What is Intervertebral Disc Disease?
The degeneration and bulging or herniation of an intervertebral disc into the spinal canal places pressure on the spinal cord. The spinal column is made up of many bones called vertebrae. Intervertebral discs sit between the adjacent vertebrae providing cushion and attachment between the two bones. The spinal cord travels through the central canal of the spinal column just above the level of the intervertebral discs. Normal discs have a soft inner portion (nucleus pulposus) contained within a very firm outer layer (annulus fibrosus). The most common type of disc disease is when the inner nucleus erupts into the spinal canal causing compression and sometimes concussion of the spinal cord. The severity of clinical signs will depend upon the degree of cord compression and/or concussion. This type of IVDD is most common in chondrodystrophic breeds, (Dachshund, Bassett Hound, Beagle, Cocker Spaniel) but can occur in any breed. A second type of IVDD is bulging of the disc into the spinal canal without rupturing. Clinical signs usually occur over a longer period of time. However if the cord compression becomes significant, patients will display similar clinical signs as those with nuclear type herniation. This type of disc degeneration usually occurs in older, larger breeds such as German Shepherd Dogs and Labrador Retrievers but can occur in any breed.

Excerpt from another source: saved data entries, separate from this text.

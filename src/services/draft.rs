//! Vendor draft payloads for `/mweb/v1/aigc_draft/generate`.
//!
//! The vendor expects its web editor's document format: a draft holding one
//! component whose abilities carry the generation parameters. The draft
//! travels as a JSON string inside the outer JSON body.

use std::sync::LazyLock;

use rand::Rng;
use regex::Regex;
use serde_json::{json, Value};

use crate::services::catalog::ImageSize;
use crate::services::ids::IdGenerator;
use crate::services::region::Region;

const DRAFT_VERSION: &str = "3.3.8";
const DRAFT_MIN_VERSION: &str = "3.0.2";
const VIDEO_DRAFT_MIN_VERSION: &str = "3.0.5";

/// Only this model supports batched storyboard generation.
const MULTI_IMAGE_MODEL: &str = "jimeng-4.0";
const MULTI_IMAGE_KEYWORDS: &[&str] = &["连续", "绘本", "故事"];
const MULTI_IMAGE_DEFAULT_COUNT: u32 = 4;

static IMAGE_COUNT: LazyLock<Regex> =
    LazyLock::new(|| Regex::new(r"(\d+)张").expect("image count pattern is valid"));

#[derive(Debug, Clone)]
pub struct ImageDraft<'a> {
    pub model_key: &'a str,
    pub prompt: &'a str,
    pub negative_prompt: &'a str,
    pub sample_strength: f64,
    pub size: ImageSize,
    pub intelligent_ratio: bool,
    pub seed: u64,
    /// Submit as a multi-image (storyboard) request.
    pub multi_image: bool,
}

#[derive(Debug, Clone)]
pub struct VideoDraft<'a> {
    pub model_key: &'a str,
    pub prompt: &'a str,
    pub ratio: &'a str,
    /// Set only for models that accept an explicit resolution.
    pub resolution: Option<&'a str>,
    pub duration_secs: u32,
    pub seed: u64,
}

pub fn random_seed() -> u64 {
    rand::thread_rng().gen_range(2_500_000_000..2_600_000_000)
}

/// Number of images a multi-image prompt asks for, or `None` when the prompt
/// should go through the regular four-image path.
///
/// A prompt qualifies when it names a count (`6张`) or reads as a sequence
/// (`连续`, `绘本`, `故事`). Without a usable count the batch is four images.
pub fn multi_image_target(model: &str, prompt: &str) -> Option<u32> {
    if model != MULTI_IMAGE_MODEL {
        return None;
    }
    let count = IMAGE_COUNT.captures(prompt);
    let keyword = MULTI_IMAGE_KEYWORDS.iter().any(|keyword| prompt.contains(keyword));
    if count.is_none() && !keyword {
        return None;
    }
    let target = count
        .and_then(|captures| captures[1].parse::<u32>().ok())
        .filter(|n| *n > 0)
        .unwrap_or(MULTI_IMAGE_DEFAULT_COUNT);
    Some(target)
}

fn created_time_ms() -> String {
    chrono::Utc::now().timestamp_millis().to_string()
}

fn component_metadata(ids: &dyn IdGenerator) -> Value {
    json!({
        "type": "",
        "id": ids.next_id(),
        "created_platform": 3,
        "created_platform_version": "",
        "created_time_in_ms": created_time_ms(),
        "created_did": "",
    })
}

fn wrap_draft(ids: &dyn IdGenerator, min_version: &str, component_id: &str, component: Value) -> Value {
    json!({
        "type": "draft",
        "id": ids.next_id(),
        "min_version": min_version,
        "min_features": [],
        "is_from_tsn": true,
        "version": DRAFT_VERSION,
        "main_component_id": component_id,
        "component_list": [component],
    })
}

/// Text-to-image request body.
pub fn image_payload(ids: &dyn IdGenerator, region: Region, draft: &ImageDraft<'_>) -> Value {
    let component_id = ids.next_id();
    let submit_id = ids.next_id();
    let metrics_extra = if draft.multi_image {
        json!({
            "templateId": "",
            "generateCount": 1,
            "promptSource": "custom",
            "templateSource": "",
            "lastRequestId": "",
            "originRequestId": "",
        })
    } else {
        json!({
            "promptSource": "custom",
            "generateCount": 1,
            "enterFrom": "click",
            "generateId": ids.next_id(),
            "isRegenerate": false,
        })
    };

    let mut core_param = json!({
        "type": "",
        "id": ids.next_id(),
        "model": draft.model_key,
        "prompt": draft.prompt,
        "negative_prompt": draft.negative_prompt,
        "seed": draft.seed,
        "sample_strength": draft.sample_strength,
        "large_image_info": {
            "type": "",
            "id": ids.next_id(),
            "height": draft.size.height,
            "width": draft.size.width,
            "resolution_type": draft.size.resolution_type,
        },
        "intelligent_ratio": draft.intelligent_ratio,
    });
    if !draft.intelligent_ratio {
        core_param["image_ratio"] = json!(draft.size.ratio);
    }

    let component = json!({
        "type": "image_base_component",
        "id": component_id,
        "min_version": DRAFT_MIN_VERSION,
        "aigc_mode": "workbench",
        "metadata": component_metadata(ids),
        "generate_type": "generate",
        "abilities": {
            "type": "",
            "id": ids.next_id(),
            "generate": {
                "type": "",
                "id": ids.next_id(),
                "core_param": core_param,
            },
        },
    });
    let draft_content = wrap_draft(ids, DRAFT_MIN_VERSION, &component_id, component);

    json!({
        "extend": { "root_model": draft.model_key },
        "submit_id": submit_id,
        "metrics_extra": metrics_extra.to_string(),
        "draft_content": draft_content.to_string(),
        "http_common_info": { "aid": region.assistant_id() },
    })
}

/// Text-to-video request body.
pub fn video_payload(ids: &dyn IdGenerator, region: Region, draft: &VideoDraft<'_>) -> Value {
    let component_id = ids.next_id();

    let mut gen_input = json!({
        "type": "",
        "id": ids.next_id(),
        "min_version": VIDEO_DRAFT_MIN_VERSION,
        "prompt": draft.prompt,
        "video_mode": 2,
        "fps": 24,
        "duration_ms": draft.duration_secs * 1000,
        "first_frame_image": null,
        "end_frame_image": null,
        "idip_meta_list": [],
    });

    let mut scene_option = json!({
        "type": "video",
        "scene": "BasicVideoGenerateButton",
        "modelReqKey": draft.model_key,
        "videoDuration": draft.duration_secs,
        "reportParams": {
            "enterSource": "generate",
            "vipSource": "generate",
            "extraVipFunctionKey": draft.model_key,
            "useVipFunctionDetailsReporterHoc": true,
        },
    });

    if let Some(resolution) = draft.resolution {
        gen_input["resolution"] = json!(resolution);
        scene_option["resolution"] = json!(resolution);
        scene_option["reportParams"]["extraVipFunctionKey"] = json!(format!("{}-{resolution}", draft.model_key));
    }

    let metrics_extra = json!({
        "promptSource": "custom",
        "isDefaultSeed": 1,
        "originSubmitId": ids.next_id(),
        "isRegenerate": false,
        "enterFrom": "click",
        "functionMode": "first_last_frames",
        "sceneOptions": json!([scene_option]).to_string(),
    })
    .to_string();

    let component = json!({
        "type": "video_base_component",
        "id": component_id,
        "min_version": "1.0.0",
        "aigc_mode": "workbench",
        "generate_type": "gen_video",
        "metadata": component_metadata(ids),
        "abilities": {
            "type": "",
            "id": ids.next_id(),
            "gen_video": {
                "id": ids.next_id(),
                "type": "",
                "text_to_video_params": {
                    "type": "",
                    "id": ids.next_id(),
                    "video_gen_inputs": [gen_input],
                    "video_aspect_ratio": draft.ratio,
                    "seed": draft.seed,
                    "model_req_key": draft.model_key,
                    "priority": 0,
                },
                "video_task_extra": metrics_extra,
            },
        },
    });
    let draft_content = wrap_draft(ids, VIDEO_DRAFT_MIN_VERSION, &component_id, component);

    let commerce_info = json!({
        "benefit_type": crate::services::catalog::video_benefit_type(draft.model_key),
        "resource_id": "generate_video",
        "resource_id_type": "str",
        "resource_sub_type": "aigc",
    });

    json!({
        "extend": {
            "root_model": draft.model_key,
            "m_video_commerce_info": commerce_info.clone(),
            "m_video_commerce_info_list": [commerce_info],
        },
        "submit_id": ids.next_id(),
        "metrics_extra": metrics_extra,
        "draft_content": draft_content.to_string(),
        "http_common_info": { "aid": region.assistant_id() },
    })
}
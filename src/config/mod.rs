use std::time::Duration;

use serde::Deserialize;

use crate::services::classifier::RetryPolicy;
use crate::services::poller::PollingConfig;

const VIDEO_TIMEOUT: Duration = Duration::from_secs(1200);
const VIDEO_INITIAL_DELAY: Duration = Duration::from_secs(5);

#[derive(Debug, Clone, Deserialize)]
pub struct AppConfig {
    /// Server bind address (e.g., "0.0.0.0:5100")
    #[serde(default = "default_bind_addr")]
    pub bind_addr: String,

    /// Poll ceiling for both media profiles. The wall-clock timeout is
    /// what normally bounds a job.
    #[serde(default = "default_max_poll_count")]
    pub max_poll_count: u32,

    /// Consecutive unchanged snapshots that count as settled
    #[serde(default = "default_stable_rounds")]
    pub stable_rounds: u32,

    /// Wall-clock polling budget for images, in seconds
    #[serde(default = "default_timeout_seconds")]
    pub timeout_seconds: u64,

    /// Retries after the first attempt of a vendor request
    #[serde(default = "default_retry_attempts")]
    pub retry_attempts: u32,

    #[serde(default = "default_retry_delay_ms")]
    pub retry_delay_ms: u64,

    /// Per-request HTTP timeout towards the vendor
    #[serde(default = "default_request_timeout_seconds")]
    pub request_timeout_seconds: u64,

    /// Buffered progress events per SSE stream
    #[serde(default = "default_stream_channel_capacity")]
    pub stream_channel_capacity: usize,
}

fn default_bind_addr() -> String {
    "0.0.0.0:5100".to_string()
}

fn default_max_poll_count() -> u32 {
    900
}

fn default_stable_rounds() -> u32 {
    3
}

fn default_timeout_seconds() -> u64 {
    180
}

fn default_retry_attempts() -> u32 {
    3
}

fn default_retry_delay_ms() -> u64 {
    5000
}

fn default_request_timeout_seconds() -> u64 {
    45
}

fn default_stream_channel_capacity() -> usize {
    8
}

impl Default for AppConfig {
    fn default() -> Self {
        Self {
            bind_addr: default_bind_addr(),
            max_poll_count: default_max_poll_count(),
            stable_rounds: default_stable_rounds(),
            timeout_seconds: default_timeout_seconds(),
            retry_attempts: default_retry_attempts(),
            retry_delay_ms: default_retry_delay_ms(),
            request_timeout_seconds: default_request_timeout_seconds(),
            stream_channel_capacity: default_stream_channel_capacity(),
        }
    }
}

impl AppConfig {
    pub fn from_env() -> Result<Self, envy::Error> {
        dotenvy::dotenv().ok();
        envy::from_env()
    }

    /// Thresholds shared by every profile.
    pub fn polling(&self) -> PollingConfig {
        PollingConfig::default()
            .with_max_poll_count(self.max_poll_count)
            .with_stable_rounds(self.stable_rounds)
            .with_timeout(Duration::from_secs(self.timeout_seconds))
    }

    pub fn image_polling(&self) -> PollingConfig {
        self.polling()
    }

    /// Videos render for minutes and the record appears late, so the
    /// first check is deferred.
    pub fn video_polling(&self) -> PollingConfig {
        self.polling()
            .with_timeout(VIDEO_TIMEOUT)
            .with_initial_delay(VIDEO_INITIAL_DELAY)
    }

    pub fn retry_policy(&self) -> RetryPolicy {
        RetryPolicy::new(self.retry_attempts, Duration::from_millis(self.retry_delay_ms))
    }

    pub fn request_timeout(&self) -> Duration {
        Duration::from_secs(self.request_timeout_seconds)
    }
}
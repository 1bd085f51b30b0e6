use serde::{Deserialize, Serialize};
use strum::{AsRefStr, Display};

/// What a remote generation job produces.
#[derive(Debug, Clone, Copy, PartialEq, Eq, Serialize, Deserialize, Display, AsRefStr)]
#[serde(rename_all = "snake_case")]
#[strum(serialize_all = "snake_case")]
pub enum JobKind {
    Image,
    Video,
}

/// One remote generation request, identified by the id the vendor issued on submission.
///
/// A job maps to exactly one polling session and is never reused.
#[derive(Debug, Clone, PartialEq, Eq)]
pub struct Job {
    pub id: String,
    pub kind: JobKind,
    /// Session token the job was submitted with; status checks must use the same account.
    pub credential: String,
    /// Reaching this many items is a success exit independent of the status code.
    pub expected_item_count: Option<u32>,
}

impl Job {
    pub fn new(id: impl Into<String>, kind: JobKind, credential: impl Into<String>) -> Self {
        Self {
            id: id.into(),
            kind,
            credential: credential.into(),
            expected_item_count: None,
        }
    }

    pub fn expecting(mut self, count: u32) -> Self {
        self.expected_item_count = (count > 0).then_some(count);
        self
    }
}

/// Everything the remote client needs to create a job.
#[derive(Debug, Clone)]
pub struct JobSpec {
    pub kind: JobKind,
    pub credential: String,
    /// Vendor request body, already shaped by the draft builder.
    pub payload: serde_json::Value,
}

/// Vendor status vocabulary reported by `get_history_by_ids`.
#[derive(Debug, Clone, Copy, PartialEq, Eq)]
pub enum VendorStatus {
    Processing,
    Success,
    Failed,
    PostProcessing,
    Finalizing,
    Completed,
    Unrecognized(i64),
}

impl VendorStatus {
    pub fn from_code(code: i64) -> Self {
        match code {
            20 => Self::Processing,
            10 => Self::Success,
            30 => Self::Failed,
            42 => Self::PostProcessing,
            45 => Self::Finalizing,
            50 => Self::Completed,
            other => Self::Unrecognized(other),
        }
    }

    pub fn code(self) -> i64 {
        match self {
            Self::Processing => 20,
            Self::Success => 10,
            Self::Failed => 30,
            Self::PostProcessing => 42,
            Self::Finalizing => 45,
            Self::Completed => 50,
            Self::Unrecognized(code) => code,
        }
    }

    /// SUCCESS or COMPLETED.
    pub fn is_success(self) -> bool {
        matches!(self, Self::Success | Self::Completed)
    }

    /// POST_PROCESSING or FINALIZING: the vendor is wrapping up.
    pub fn is_near_completion(self) -> bool {
        matches!(self, Self::PostProcessing | Self::Finalizing)
    }
}

impl std::fmt::Display for VendorStatus {
    fn fmt(&self, f: &mut std::fmt::Formatter<'_>) -> std::fmt::Result {
        match self {
            Self::Processing => f.write_str("PROCESSING"),
            Self::Success => f.write_str("SUCCESS"),
            Self::Failed => f.write_str("FAILED"),
            Self::PostProcessing => f.write_str("POST_PROCESSING"),
            Self::Finalizing => f.write_str("FINALIZING"),
            Self::Completed => f.write_str("COMPLETED"),
            Self::Unrecognized(code) => write!(f, "UNKNOWN({code})"),
        }
    }
}

/// Normalized snapshot returned by one status check.
#[derive(Debug, Clone, PartialEq, Eq)]
pub struct RemoteStatus {
    pub status: VendorStatus,
    /// Only meaningful when `status` is `Failed`.
    pub fail_code: Option<String>,
    /// Result items currently visible; may be partial while processing.
    pub item_count: u32,
    pub finish_time: Option<i64>,
}

impl RemoteStatus {
    pub fn new(status: VendorStatus, item_count: u32) -> Self {
        Self {
            status,
            fail_code: None,
            item_count,
            finish_time: None,
        }
    }

    pub fn with_fail_code(mut self, fail_code: impl Into<String>) -> Self {
        self.fail_code = Some(fail_code.into());
        self
    }
}

/// One status check: the normalized snapshot plus the raw vendor record it came from.
#[derive(Debug, Clone)]
pub struct StatusCheck {
    pub status: RemoteStatus,
    pub record: serde_json::Value,
}
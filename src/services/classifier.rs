//! Vendor error classification.
//!
//! Every failure, whether a rejection envelope from the vendor or a broken
//! HTTP exchange, is folded into the closed [`ErrorKind`] taxonomy. The kind
//! decides two things: the HTTP status surfaced to the caller and whether the
//! failed operation may be retried.

use std::future::Future;
use std::time::Duration;

use serde::Serialize;
use strum::{AsRefStr, Display};

use crate::models::job::{JobKind, VendorStatus};

/// Closed set of failure kinds.
#[derive(Debug, Clone, Copy, PartialEq, Eq, Hash, Serialize, Display, AsRefStr)]
#[serde(rename_all = "snake_case")]
#[strum(serialize_all = "snake_case")]
pub enum ErrorKind {
    ParamsInvalid,
    TokenExpired,
    ContentFiltered,
    InsufficientCredit,
    GenerationFailed,
    RateLimited,
    ServerError,
    Timeout,
    /// A vendor code absent from the lookup table.
    RequestFailed,
    Unknown,
}

impl ErrorKind {
    /// HTTP status hint for this kind. `ServerError` passes the upstream status
    /// through instead, see [`classify_transport_error`].
    pub fn default_http_status(self) -> u16 {
        match self {
            Self::ParamsInvalid | Self::ContentFiltered => 400,
            Self::TokenExpired => 401,
            Self::RateLimited | Self::GenerationFailed | Self::InsufficientCredit => 429,
            Self::ServerError => 502,
            Self::Timeout => 504,
            Self::RequestFailed | Self::Unknown => 429,
        }
    }

    /// Definitive business-logic rejections that must never be retried.
    pub fn is_business_rejection(self) -> bool {
        matches!(
            self,
            Self::ParamsInvalid | Self::TokenExpired | Self::ContentFiltered | Self::InsufficientCredit
        )
    }
}

/// A classified failure. Immutable once built and passed around by value.
#[derive(Debug, Clone, PartialEq, Eq, Serialize, thiserror::Error)]
#[error("[{kind}] {message}")]
pub struct ApiError {
    pub kind: ErrorKind,
    pub message: String,
    pub http_status: u16,
}

impl ApiError {
    pub fn new(kind: ErrorKind, message: impl Into<String>) -> Self {
        Self {
            kind,
            message: message.into(),
            http_status: kind.default_http_status(),
        }
    }

    pub fn params_invalid(message: impl Into<String>) -> Self {
        Self::new(ErrorKind::ParamsInvalid, message)
    }

    pub fn generation_failed(message: impl Into<String>) -> Self {
        Self::new(ErrorKind::GenerationFailed, message)
    }

    pub fn unauthorized(message: impl Into<String>) -> Self {
        Self::new(ErrorKind::TokenExpired, message)
    }

    /// The caller abandoned the job between two status checks.
    pub fn cancelled() -> Self {
        Self::new(ErrorKind::Unknown, "job abandoned by caller before completion")
    }

    fn with_status(mut self, http_status: u16) -> Self {
        self.http_status = http_status;
        self
    }
}

/// Failures below the vendor's business layer.
#[derive(Debug, thiserror::Error)]
pub enum TransportError {
    #[error("request timed out")]
    Timeout,

    #[error("HTTP {status}: {url}")]
    Status { status: u16, url: String, body: String },

    #[error("network error: {0}")]
    Network(String),

    #[error("malformed vendor response: {0}")]
    Decode(String),
}

impl From<reqwest::Error> for TransportError {
    fn from(err: reqwest::Error) -> Self {
        if err.is_timeout() {
            return Self::Timeout;
        }
        if let Some(status) = err.status() {
            return Self::Status {
                status: status.as_u16(),
                url: err.url().map(|u| u.to_string()).unwrap_or_default(),
                body: String::new(),
            };
        }
        if err.is_decode() {
            return Self::Decode(err.to_string());
        }
        Self::Network(err.to_string())
    }
}

impl From<serde_json::Error> for TransportError {
    fn from(err: serde_json::Error) -> Self {
        Self::Decode(err.to_string())
    }
}

/// Outcome of a single vendor exchange that did not succeed.
#[derive(Debug, thiserror::Error)]
pub enum RequestError {
    #[error(transparent)]
    Transport(#[from] TransportError),

    /// The vendor answered with a rejection envelope; already classified.
    #[error(transparent)]
    Rejected(#[from] ApiError),
}

impl RequestError {
    pub fn classify(self) -> ApiError {
        match self {
            Self::Transport(err) => classify_transport_error(&err),
            Self::Rejected(err) => err,
        }
    }
}

/// Vendor `ret` codes. Lookup is by exact code, so row order is irrelevant.
const VENDOR_CODES: &[(&str, ErrorKind, &str)] = &[
    ("1015", ErrorKind::TokenExpired, "session expired, refresh the token"),
    ("4001", ErrorKind::ContentFiltered, "content rejected by moderation"),
    ("4002", ErrorKind::ParamsInvalid, "invalid request parameters"),
    ("5000", ErrorKind::InsufficientCredit, "insufficient credit"),
    ("5001", ErrorKind::GenerationFailed, "image generation failed"),
    ("5002", ErrorKind::GenerationFailed, "video generation failed"),
];

fn lookup_vendor_code(code: &str) -> Option<(ErrorKind, &'static str)> {
    VENDOR_CODES
        .iter()
        .find(|(known, _, _)| *known == code)
        .map(|(_, kind, label)| (*kind, *label))
}

/// Map a vendor rejection (`ret`, `errmsg`) to a classification.
///
/// Unknown codes are never dropped: they become `RequestFailed` carrying the raw
/// code and message.
pub fn classify_vendor_error(code: &str, message: &str) -> ApiError {
    match lookup_vendor_code(code) {
        Some((kind, label)) => ApiError::new(kind, format!("{label}: {message}")),
        None => ApiError::new(
            ErrorKind::RequestFailed,
            format!("vendor request failed: {message} (code {code})"),
        ),
    }
}

pub fn classify_transport_error(err: &TransportError) -> ApiError {
    if let TransportError::Status { status, body, .. } = err {
        tracing::debug!(status, body = %body, "Vendor returned HTTP error");
    }
    match err {
        TransportError::Timeout => ApiError::new(ErrorKind::Timeout, "vendor request timed out"),
        TransportError::Status { status: 429, .. } => {
            ApiError::new(ErrorKind::RateLimited, "vendor rate limit reached, retry later")
        }
        TransportError::Status { status, .. } if *status >= 500 => ApiError::new(
            ErrorKind::ServerError,
            format!("vendor temporarily unavailable (HTTP {status})"),
        )
        .with_status(*status),
        TransportError::Status { status, url, .. } => ApiError::new(
            ErrorKind::ParamsInvalid,
            format!("vendor rejected request to {url} (HTTP {status})"),
        ),
        TransportError::Network(detail) => {
            ApiError::new(ErrorKind::RequestFailed, format!("network error: {detail}"))
        }
        TransportError::Decode(detail) => {
            ApiError::new(ErrorKind::Unknown, format!("malformed vendor response: {detail}"))
        }
    }
}

/// Terminal error for a job the vendor reported as FAILED.
///
/// A `fail_code` that matches the vendor table keeps that classification, so a
/// moderation failure still surfaces as `ContentFiltered`.
pub fn classify_generation_failure(
    kind: JobKind,
    status: VendorStatus,
    fail_code: Option<&str>,
) -> ApiError {
    let detail = match fail_code {
        Some(code) => format!("{kind} generation failed, status {}, fail code {code}", status.code()),
        None => format!("{kind} generation failed, status {}", status.code()),
    };
    match fail_code.and_then(lookup_vendor_code) {
        Some((mapped, label)) => ApiError::new(mapped, format!("{label}: {detail}")),
        None => ApiError::generation_failed(detail),
    }
}

pub fn is_retryable(error: &ApiError) -> bool {
    !error.kind.is_business_rejection() && error.kind != ErrorKind::GenerationFailed
}

/// Fixed-count, fixed-delay retry budget.
#[derive(Debug, Clone, Copy, PartialEq, Eq)]
pub struct RetryPolicy {
    /// Total attempts, including the first.
    pub max_attempts: u32,
    pub delay: Duration,
}

impl RetryPolicy {
    pub fn new(max_retries: u32, delay: Duration) -> Self {
        Self {
            max_attempts: max_retries + 1,
            delay,
        }
    }
}

impl Default for RetryPolicy {
    fn default() -> Self {
        Self::new(3, Duration::from_secs(5))
    }
}

/// Run `operation` under `policy`.
///
/// Non-retryable classifications return on first occurrence. Exhausting the
/// budget turns the last error into a terminal classification.
pub async fn with_retry<T, F, Fut>(
    policy: &RetryPolicy,
    context: &str,
    mut operation: F,
) -> Result<T, ApiError>
where
    F: FnMut() -> Fut,
    Fut: Future<Output = Result<T, RequestError>>,
{
    let attempts = policy.max_attempts.max(1);
    let mut attempt = 0;
    loop {
        attempt += 1;
        let error = match operation().await {
            Ok(value) => return Ok(value),
            Err(err) => err.classify(),
        };

        if !is_retryable(&error) {
            tracing::error!(context, kind = %error.kind, error = %error.message, "Vendor rejected request");
            return Err(error);
        }

        if attempt >= attempts {
            tracing::error!(context, attempts, error = %error.message, "Retry budget exhausted");
            let message = format!("{} (after {attempts} attempts)", error.message);
            return Err(ApiError { message, ..error });
        }

        tracing::warn!(
            context,
            attempt,
            max_attempts = attempts,
            delay_ms = policy.delay.as_millis() as u64,
            error = %error.message,
            "Vendor request failed, retrying"
        );
        tokio::time::sleep(policy.delay).await;
    }
}
impl PollingSession {
    pub fn new(started_at: Instant) -> Self {
        Self {
            poll_count: 0,
            started_at,
            last_item_count: 0,
            stable_rounds: 0,
        }
    }

    pub fn poll_count(&self) -> u32 {
        self.poll_count
    }

    pub fn stable_rounds(&self) -> u32 {
        self.stable_rounds
    }

    pub fn elapsed(&self) -> Duration {
        self.started_at.elapsed()
    }

    /// Record one status check and decide whether the session is over.
    ///
    /// `elapsed` is passed in rather than read from a clock so the rules can be
    /// exercised with arbitrary timings.
    pub fn observe(
        &mut self,
        config: &PollingConfig,
        expected_item_count: Option<u32>,
        snapshot: &RemoteStatus,
        elapsed: Duration,
    ) -> Option<ExitReason> {
        self.poll_count += 1;
        let status = snapshot.status;
        let item_count = snapshot.item_count;

        if status.is_success() && item_count > 0 {
            return Some(ExitReason::Success { item_count });
        }

        if status == VendorStatus::Failed {
            return Some(ExitReason::Failure {
                status,
                fail_code: snapshot.fail_code.clone(),
            });
        }

        if let Some(expected) = expected_item_count {
            if item_count >= expected {
                return Some(ExitReason::Success { item_count });
            }
        }

        if item_count > 0 && item_count == self.last_item_count {
            self.stable_rounds += 1;
            if self.stable_rounds >= config.stable_rounds && status.is_success() {
                return Some(ExitReason::Success { item_count });
            }
        } else {
            self.stable_rounds = 0;
            self.last_item_count = item_count;
        }

        if elapsed > config.timeout || self.poll_count >= config.max_poll_count {
            return Some(ExitReason::Timeout {
                item_count,
                partial_ok: item_count > 0,
            });
        }

        None
    }
}

/// Progress of a running session, reported after every check.
#[derive(Debug, Clone, PartialEq)]
pub struct PollProgress {
    pub job_id: String,
    pub poll_count: u32,
    pub status: VendorStatus,
    pub item_count: u32,
    pub elapsed: Duration,
}

/// Receiver of progress notices. Must not block the polling loop.
pub trait ProgressSink: Send + Sync {
    fn report(&self, progress: &PollProgress);
}

/// Terminal result of a session that did not end in an error.
#[derive(Debug, Clone)]
pub struct PollOutcome {
    /// Raw vendor record from the final check.
    pub record: serde_json::Value,
    pub item_count: u32,
    pub poll_count: u32,
    pub elapsed: Duration,
    pub exit: ExitReason,
}

impl PollOutcome {
    /// Timed out, but with some items to hand back.
    pub fn is_partial(&self) -> bool {
        matches!(self.exit, ExitReason::Timeout { .. })
    }
}

/// Drives one [`PollingSession`] against a status-check function.
pub struct Poller {
    config: PollingConfig,
    cancel: CancellationToken,
    progress: Option<Arc<dyn ProgressSink>>,
}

A diagnosis of IVDD is based on historical information, neurological examination and results of a CT scan or MRI.
If the patient has pain and/or mild neurological deficits, medical management can be effective. The patient must be strictly confined for 4 to 6 weeks and given anti-inflammatory medications to reduce swelling and decrease discomfort. If the pet has more severe loss of function, surgical intervention is recommended. The surgical procedure removes the abnormal bone and disc material and takes away the pressure from the spinal cord. Prognosis is directly related to the pre-surgical neurological status and duration of clinical signs. Acute cases with mild deficits have an excellent prognosis and more chronic cases with severe deficits will have a poorer prognosis. Post-operative physical therapy for weeks is important for a good outcome.